▶ Prompt
Take each line of the entries below that contains "price" and copy it.
Given entries START
/// Exponential Moving Average, incremental.
///
///   bar 0  → value = price (seeded with the first observation)
///   bar 1+ → value = α·price + (1−α)·prev   where α = 2/(span+1)
///
/// `is_warm()` returns true once `span` bars have been seen.
#[derive(Debug, Clone)]
pub struct Ema {
    alpha: f64,
    pub value: f64,
    span: usize,
    count: usize,
}

impl Ema {
    pub fn new(span: usize) -> Self {
        Self {
            alpha: 2.0 / (span as f64 + 1.0),
            value: 0.0,
            span,
            count: 0,
        }
    }

    /// Feed one price, return the current EMA value.
    pub fn update(&mut self, price: f64) -> f64 {
        if self.count == 0 {
            self.value = price;
        } else {
            self.value = self.alpha * price + (1.0 - self.alpha) * self.value;
        }
        self.count += 1;
        self.value
    }

    pub fn is_warm(&self) -> bool {
        self.count >= self.span
    }
}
Given entries END
▶ Response to the task
///   bar 0  → value = price (seeded with the first observation)
///   bar 1+ → value = α·price + (1−α)·prev   where α = 2/(span+1)
    /// Feed one price, return the current EMA value.
    pub fn update(&mut self, price: f64) -> f64 {
            self.value = price;
            self.value = self.alpha * price + (1.0 - self.alpha) * self.value;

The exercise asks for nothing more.